*Available data*

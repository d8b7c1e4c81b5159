// Copyright 2026 Google LLC
//
// Licensed under the Apache License, Version 2.0 (the "License");
// you may not use this file except in compliance with the License.
// You may obtain a copy of the License at
//
//      http://www.apache.org/licenses/LICENSE-2.0
//
// Unless required by applicable law or agreed to in writing, software
// distributed under the License is distributed on an "AS IS" BASIS,
// WITHOUT WARRANTIES OR CONDITIONS OF ANY KIND, either express or implied.
// See the License for the specific language governing permissions and
// limitations under the License.

//! Roll-up of child extract states into a backend state.

use crate::domain::entities::ExtractState;

/// `Failed` wins over everything; `Succeed` needs a non-empty, uniformly
/// succeeding set; anything else is `New`.
pub fn aggregate_state<I>(states: I) -> ExtractState
where
    I: IntoIterator<Item = ExtractState>,
{
    let mut seen_any = false;
    let mut all_succeed = true;
    for state in states {
        seen_any = true;
        match state {
            ExtractState::Failed => return ExtractState::Failed,
            ExtractState::New => all_succeed = false,
            ExtractState::Succeed => {}
        }
    }
    if seen_any && all_succeed {
        ExtractState::Succeed
    } else {
        ExtractState::New
    }
}

#[cfg(test)]
mod tests {
    use super::*;
    use ExtractState::*;

    #[test]
    fn test_empty_set_is_new() {
        assert_eq!(aggregate_state(Vec::new()), New);
    }

    #[test]
    fn test_any_failure_fails() {
        assert_eq!(aggregate_state(vec![Succeed, Failed, New]), Failed);
        assert_eq!(aggregate_state(vec![Failed]), Failed);
    }

    #[test]
    fn test_uniform_success() {
        assert_eq!(aggregate_state(vec![Succeed, Succeed]), Succeed);
        assert_eq!(aggregate_state(vec![Succeed, New]), New);
    }
}
// Copyright 2026 Google LLC
//
// Licensed under the Apache License, Version 2.0 (the "License");
// you may not use this file except in compliance with the License.
// You may obtain a copy of the License at
//
//      http://www.apache.org/licenses/LICENSE-2.0
//
// Unless required by applicable law or agreed to in writing, software
// distributed under the License is distributed on an "AS IS" BASIS,
// WITHOUT WARRANTIES OR CONDITIONS OF ANY KIND, either express or implied.
// See the License for the specific language governing permissions and
// limitations under the License.

//! # Runtime Context
//!
//! Owns the resources shared by a whole run. Extracts run one after another,
//! so a small Oracle connection pool is enough: one connection for the running
//! query and a spare for validation lookups.

use crate::config::AppConfig;
use crate::domain::errors::{ExtractorError, Result};
use crate::infrastructure::oracle::connection_manager::OracleConnectionManager;
use crate::infrastructure::oracle::oracle_source_adapter::OracleSourceAdapter;
use log::info;
use r2d2::Pool;
use std::sync::Arc;

pub const DEFAULT_POOL_SIZE: u32 = 2;
pub const DEFAULT_PREFETCH_ROWS: u32 = 5000;

/// Password from the config file, else `ORACLE_PASSWORD`, else empty.
pub fn resolve_password(configured: Option<&str>, env_value: Option<String>) -> String {
    configured
        .map(str::to_string)
        .or(env_value)
        .unwrap_or_default()
}

pub struct RuntimeContext {
    pub pool: Arc<Pool<OracleConnectionManager>>,
    pub prefetch_rows: u32,
}

impl RuntimeContext {
    /// Builds the Oracle pool. r2d2 opens the first connection eagerly, so an
    /// unreachable source fails here.
    pub fn init(config: &AppConfig) -> Result<Self> {
        let conn_str = config.source.get_connection_string();
        let password = resolve_password(
            config.source.password.as_deref(),
            std::env::var("ORACLE_PASSWORD").ok(),
        );
        let pool_size = config.source.pool_size.unwrap_or(DEFAULT_POOL_SIZE).max(1);

        info!(
            "Initializing Oracle connection pool for {} ({} connections)...",
            conn_str, pool_size
        );
        let manager = OracleConnectionManager::new(&config.source.username, &password, &conn_str);
        let pool = Pool::builder()
            .max_size(pool_size)
            .min_idle(Some(1))
            .build(manager)
            .map_err(|e| {
                ExtractorError::ConnectionError(format!("Failed to create Oracle pool: {}", e))
            })?;

        Ok(Self {
            pool: Arc::new(pool),
            prefetch_rows: config.source.prefetch_rows.unwrap_or(DEFAULT_PREFETCH_ROWS),
        })
    }

    pub fn source(&self) -> OracleSourceAdapter {
        OracleSourceAdapter::new(Arc::clone(&self.pool), self.prefetch_rows)
    }
}

#[cfg(test)]
mod tests {
    use super::*;

    #[test]
    fn test_password_precedence() {
        assert_eq!(resolve_password(Some("cfg"), Some("env".to_string())), "cfg");
        assert_eq!(resolve_password(None, Some("env".to_string())), "env");
        assert_eq!(resolve_password(None, None), "");
    }
}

*About this exercise*
Transcribe the data word for word.

*Solution to this exercise*
repository d8b7c1e4c81b5159
// Copyright 2026 Google LLC
//
// Licensed under the Apache License, Version 2.0 (the "License");
// you may not use this file except in compliance with the License.
// You may obtain a copy of the License at
//
//      http://www.apache.org/licenses/LICENSE-2.0
//
// Unless required by applicable law or agreed to in writing, software
// distributed under the License is distributed on an "AS IS" BASIS,
// WITHOUT WARRANTIES OR CONDITIONS OF ANY KIND, either express or implied.
// See the License for the specific language governing permissions and
// limitations under the License.

//! Roll-up of child extract states into a backend state.

use crate::domain::entities::ExtractState;

/// `Failed` wins over everything; `Succeed` needs a non-empty, uniformly
/// succeeding set; anything else is `New`.
pub fn aggregate_state<I>(states: I) -> ExtractState
where
    I: IntoIterator<Item = ExtractState>,
{
    let mut seen_any = false;
    let mut all_succeed = true;
    for state in states {
        seen_any = true;
        match state {
            ExtractState::Failed => return ExtractState::Failed,
            ExtractState::New => all_succeed = false,
            ExtractState::Succeed => {}
        }
    }
    if seen_any && all_succeed {
        ExtractState::Succeed
    } else {
        ExtractState::New
    }
}

#[cfg(test)]
mod tests {
    use super::*;
    use ExtractState::*;

    #[test]
    fn test_empty_set_is_new() {
        assert_eq!(aggregate_state(Vec::new()), New);
    }

    #[test]
    fn test_any_failure_fails() {
        assert_eq!(aggregate_state(vec![Succeed, Failed, New]), Failed);
        assert_eq!(aggregate_state(vec![Failed]), Failed);
    }

    #[test]
    fn test_uniform_success() {
        assert_eq!(aggregate_state(vec![Succeed, Succeed]), Succeed);
        assert_eq!(aggregate_state(vec![Succeed, New]), New);
    }
}
// Copyright 2026 Google LLC
//
// Licensed under the Apache License, Version 2.0 (the "License");
// you may not use this file except in compliance with the License.
// You may obtain a copy of the License at
//
//      http://www.apache.org/licenses/LICENSE-2.0
//
// Unless required by applicable law or agreed to in writing, software
// distributed under the License is distributed on an "AS IS" BASIS,
// WITHOUT WARRANTIES OR CONDITIONS OF ANY KIND, either express or implied.
// See the License for the specific language governing permissions and
// limitations under the License.

//! # Runtime Context
//!
//! Owns the resources shared by a whole run. Extracts run one after another,
//! so a small Oracle connection pool is enough: one connection for the running
//! query and a spare for validation lookups.

use crate::config::AppConfig;
use crate::domain::errors::{ExtractorError, Result};
use crate::infrastructure::oracle::connection_manager::OracleConnectionManager;
use crate::infrastructure::oracle::oracle_source_adapter::OracleSourceAdapter;
use log::info;
use r2d2::Pool;
use std::sync::Arc;

pub const DEFAULT_POOL_SIZE: u32 = 2;
pub const DEFAULT_PREFETCH_ROWS: u32 = 5000;

/// Password from the config file, else `ORACLE_PASSWORD`, else empty.
pub fn resolve_password(configured: Option<&str>, env_value: Option<String>) -> String {
    configured
        .map(str::to_string)
        .or(env_value)
        .unwrap_or_default()
}

pub struct RuntimeContext {
    pub pool: Arc<Pool<OracleConnectionManager>>,
    pub prefetch_rows: u32,
}

impl RuntimeContext {
    /// Builds the Oracle pool. r2d2 opens the first connection eagerly, so an
    /// unreachable source fails here.
    pub fn init(config: &AppConfig) -> Result<Self> {
        let conn_str = config.source.get_connection_string();
        let password = resolve_password(
            config.source.password.as_deref(),
            std::env::var("ORACLE_PASSWORD").ok(),
        );
        let pool_size = config.source.pool_size.unwrap_or(DEFAULT_POOL_SIZE).max(1);

        info!(
            "Initializing Oracle connection pool for {} ({} connections)...",
            conn_str, pool_size
        );
        let manager = OracleConnectionManager::new(&config.source.username, &password, &conn_str);
        let pool = Pool::builder()
            .max_size(pool_size)
            .min_idle(Some(1))
            .build(manager)
            .map_err(|e| {
                ExtractorError::ConnectionError(format!("Failed to create Oracle pool: {}", e))
            })?;

        Ok(Self {
            pool: Arc::new(pool),
            prefetch_rows: config.source.prefetch_rows.unwrap_or(DEFAULT_PREFETCH_ROWS),
        })
    }

    pub fn source(&self) -> OracleSourceAdapter {
        OracleSourceAdapter::new(Arc::clone(&self.pool), self.prefetch_rows)
    }
}

#[cfg(test)]
mod tests {
    use super::*;

    #[test]
    fn test_password_precedence() {
        assert_eq!(resolve_password(Some("cfg"), Some("env".to_string())), "cfg");
        assert_eq!(resolve_password(None, Some("env".to_string())), "env");
        assert_eq!(resolve_password(None, None), "");
    }
}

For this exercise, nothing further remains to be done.